*WHAT THE TASK REQUIRES*.
The stretch wanted below opens at the line containing "use crate::error::ApiError;" and closes at the line containing "use std::any::Any;". Please return it exactly, with no other lines.
____
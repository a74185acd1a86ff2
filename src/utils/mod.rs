// src/utils/mod.rs
pub mod logger;
pub mod report;
// handlers/mod.rs - route handlers by access tier
//
// Public (no token) and protected (admin token via `require_admin`).

pub mod protected;
pub mod public;

use axum::extract::rejection::JsonRejection;
use tracing::debug;

use crate::error::ApiError;

/// Numeric `:id` path segment.
pub fn parse_id(raw: &str) -> Option<i64> {
    raw.trim().parse::<i64>().ok()
}

/// Log a rejected JSON body and turn it into a 400 with `message`.
pub fn bad_body(rejection: JsonRejection, message: &str) -> ApiError {
    debug!("Rejected request body: {}", rejection.body_text());
    ApiError::bad_request(message)
}
// HTTP API Error Types
use std::any::Any;

use axum::{http::StatusCode, response::IntoResponse, Json};
use serde_json::{json, Value};

use crate::auth::AuthError;
use crate::database::DatabaseError;

/// HTTP API error with appropriate status codes and client-friendly messages.
///
/// The default response body is the envelope used by the contact/message
/// routes: `{"success": false, "message": ...}`. Routes that answer with a
/// bare `{"error": ...}` body wrap the error in [`PlainError`].
#[derive(Debug)]
pub enum ApiError {
    // 400 Bad Request
    BadRequest(String),

    // 401 Unauthorized
    Unauthorized(String),

    // 403 Forbidden
    Forbidden(String),

    // 404 Not Found
    NotFound(String),

    // 413 Payload Too Large
    PayloadTooLarge(String),

    // 500 Internal Server Error, storage layer
    Storage { message: String, detail: String },

    // 500 Internal Server Error
    InternalServerError(String),
}

/// Server-side error detail carried on the response for the development-mode
/// middleware. `field` names the body key the detail is written under.
#[derive(Debug, Clone)]
pub struct ErrorDetail {
    pub field: &'static str,
    pub detail: String,
}

impl ApiError {
    pub fn status_code(&self) -> StatusCode {
        match self {
            ApiError::BadRequest(_) => StatusCode::BAD_REQUEST,
            ApiError::Unauthorized(_) => StatusCode::UNAUTHORIZED,
            ApiError::Forbidden(_) => StatusCode::FORBIDDEN,
            ApiError::NotFound(_) => StatusCode::NOT_FOUND,
            ApiError::PayloadTooLarge(_) => StatusCode::PAYLOAD_TOO_LARGE,
            ApiError::Storage { .. } => StatusCode::INTERNAL_SERVER_ERROR,
            ApiError::InternalServerError(_) => StatusCode::INTERNAL_SERVER_ERROR,
        }
    }

    /// Get client-safe error message
    pub fn message(&self) -> &str {
        match self {
            ApiError::BadRequest(msg) => msg,
            ApiError::Unauthorized(msg) => msg,
            ApiError::Forbidden(msg) => msg,
            ApiError::NotFound(msg) => msg,
            ApiError::PayloadTooLarge(msg) => msg,
            ApiError::Storage { message, .. } => message,
            ApiError::InternalServerError(msg) => msg,
        }
    }

    pub fn detail(&self) -> Option<&str> {
        match self {
            ApiError::Storage { detail, .. } => Some(detail),
            _ => None,
        }
    }

    /// `{"success": false, "message": ...}`
    pub fn to_json(&self) -> Value {
        json!({
            "success": false,
            "message": self.message(),
        })
    }

    /// `{"error": ...}`
    pub fn to_plain_json(&self) -> Value {
        json!({ "error": self.message() })
    }

    fn respond(self, body: Value, detail_field: &'static str) -> axum::response::Response {
        let mut response = (self.status_code(), Json(body)).into_response();
        if let Some(detail) = self.detail() {
            response.extensions_mut().insert(ErrorDetail {
                field: detail_field,
                detail: detail.to_string(),
            });
        }
        response
    }
}

impl ApiError {
    pub fn bad_request(message: impl Into<String>) -> Self {
        ApiError::BadRequest(message.into())
    }

    pub fn unauthorized(message: impl Into<String>) -> Self {
        ApiError::Unauthorized(message.into())
    }

    pub fn forbidden(message: impl Into<String>) -> Self {
        ApiError::Forbidden(message.into())
    }

    pub fn not_found(message: impl Into<String>) -> Self {
        ApiError::NotFound(message.into())
    }

    pub fn payload_too_large(message: impl Into<String>) -> Self {
        ApiError::PayloadTooLarge(message.into())
    }

    pub fn internal_server_error(message: impl Into<String>) -> Self {
        ApiError::InternalServerError(message.into())
    }

    /// Log the storage failure and keep its detail off the default response.
    pub fn storage(message: impl Into<String>, err: &DatabaseError) -> Self {
        let message = message.into();
        tracing::error!("{}: {}", message, err);
        ApiError::Storage {
            message,
            detail: err.to_string(),
        }
    }
}

/// Attach a route-specific client message to storage failures.
pub trait StorageContext<T> {
    fn or_storage(self, message: &str) -> Result<T, ApiError>;
}

impl<T> StorageContext<T> for Result<T, DatabaseError> {
    fn or_storage(self, message: &str) -> Result<T, ApiError> {
        self.map_err(|err| match err {
            DatabaseError::NotFound(what) => ApiError::NotFound(what),
            other => ApiError::storage(message, &other),
        })
    }
}

impl From<DatabaseError> for ApiError {
    fn from(err: DatabaseError) -> Self {
        match err {
            DatabaseError::NotFound(what) => ApiError::NotFound(what),
            other => ApiError::storage("Database error occurred", &other),
        }
    }
}

impl From<AuthError> for ApiError {
    fn from(err: AuthError) -> Self {
        match err {
            AuthError::MissingToken | AuthError::InvalidCredentials => {
                ApiError::unauthorized(err.to_string())
            }
            AuthError::InvalidToken => ApiError::forbidden(err.to_string()),
            AuthError::Signing(_) | AuthError::PasswordHash(_) => {
                tracing::error!("Authentication failure: {}", err);
                ApiError::internal_server_error("Internal server error")
            }
        }
    }
}

impl std::fmt::Display for ApiError {
    fn fmt(&self, f: &mut std::fmt::Formatter<'_>) -> std::fmt::Result {
        write!(f, "{}", self.message())
    }
}

impl std::error::Error for ApiError {}

impl IntoResponse for ApiError {
    fn into_response(self) -> axum::response::Response {
        let body = self.to_json();
        self.respond(body, "error")
    }
}

/// An [`ApiError`] rendered as `{"error": ...}` for the project, admin and
/// upload routes.
#[derive(Debug)]
pub struct PlainError(pub ApiError);

impl From<ApiError> for PlainError {
    fn from(err: ApiError) -> Self {
        PlainError(err)
    }
}

impl From<DatabaseError> for PlainError {
    fn from(err: DatabaseError) -> Self {
        PlainError(err.into())
    }
}

impl From<AuthError> for PlainError {
    fn from(err: AuthError) -> Self {
        PlainError(err.into())
    }
}

impl IntoResponse for PlainError {
    fn into_response(self) -> axum::response::Response {
        let body = self.0.to_plain_json();
        self.0.respond(body, "message")
    }
}

pub type ApiResult<T> = Result<T, ApiError>;
pub type PlainResult<T> = Result<T, PlainError>;

/// Last-resort response for a panicking handler.
pub fn handle_panic(err: Box<dyn Any + Send + 'static>) -> axum::response::Response {
    let detail = if let Some(s) = err.downcast_ref::<String>() {
        s.clone()
    } else if let Some(s) = err.downcast_ref::<&str>() {
        s.to_string()
    } else {
        "unknown panic".to_string()
    };
    tracing::error!("Unhandled error: {}", detail);

    (
        StatusCode::INTERNAL_SERVER_ERROR,
        Json(json!({ "error": "Internal server error" })),
    )
        .into_response()
}

#[cfg(test)]
mod tests {
    use super::*;

    #[test]
    fn envelope_and_plain_shapes() {
        let err = ApiError::not_found("Message not found");
        assert_eq!(err.status_code(), StatusCode::NOT_FOUND);
        assert_eq!(
            err.to_json(),
            json!({ "success": false, "message": "Message not found" })
        );
        assert_eq!(err.to_plain_json(), json!({ "error": "Message not found" }));
    }

    #[test]
    fn auth_errors_map_to_401_and_403() {
        assert_eq!(
            ApiError::from(AuthError::MissingToken).status_code(),
            StatusCode::UNAUTHORIZED
        );
        assert_eq!(
            ApiError::from(AuthError::InvalidCredentials).status_code(),
            StatusCode::UNAUTHORIZED
        );
        assert_eq!(
            ApiError::from(AuthError::InvalidToken).status_code(),
            StatusCode::FORBIDDEN
        );
    }

    #[test]
    fn storage_detail_rides_on_extensions_only() {
        let err = ApiError::storage("Failed to fetch projects", &DatabaseError::PoolTimedOut);
        assert_eq!(err.status_code(), StatusCode::INTERNAL_SERVER_ERROR);

        let response = PlainError(err).into_response();
        let detail = response
            .extensions()
            .get::<ErrorDetail>()
            .cloned()
            .expect("detail extension");
        assert_eq!(detail.field, "message");
        assert!(detail.detail.contains("connection"));
    }

    #[test]
    fn missing_rows_are_404_not_storage_failures() {
        let result: Result<(), DatabaseError> =
            Err(DatabaseError::NotFound("Project not found".to_string()));
        let err = result.or_storage("Failed to fetch project").unwrap_err();
        assert_eq!(err.status_code(), StatusCode::NOT_FOUND);
        assert_eq!(err.message(), "Project not found");
    }

    #[test]
    fn panic_payload_becomes_generic_500() {
        let response = handle_panic(Box::new("boom"));
        assert_eq!(response.status(), StatusCode::INTERNAL_SERVER_ERROR);
    }
}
____
*RESULT*.
use crate::error::ApiError;

/// Numeric `:id` path segment.
pub fn parse_id(raw: &str) -> Option<i64> {
    raw.trim().parse::<i64>().ok()
}

/// Log a rejected JSON body and turn it into a 400 with `message`.
pub fn bad_body(rejection: JsonRejection, message: &str) -> ApiError {
    debug!("Rejected request body: {}", rejection.body_text());
    ApiError::bad_request(message)
}
// HTTP API Error Types
use std::any::Any;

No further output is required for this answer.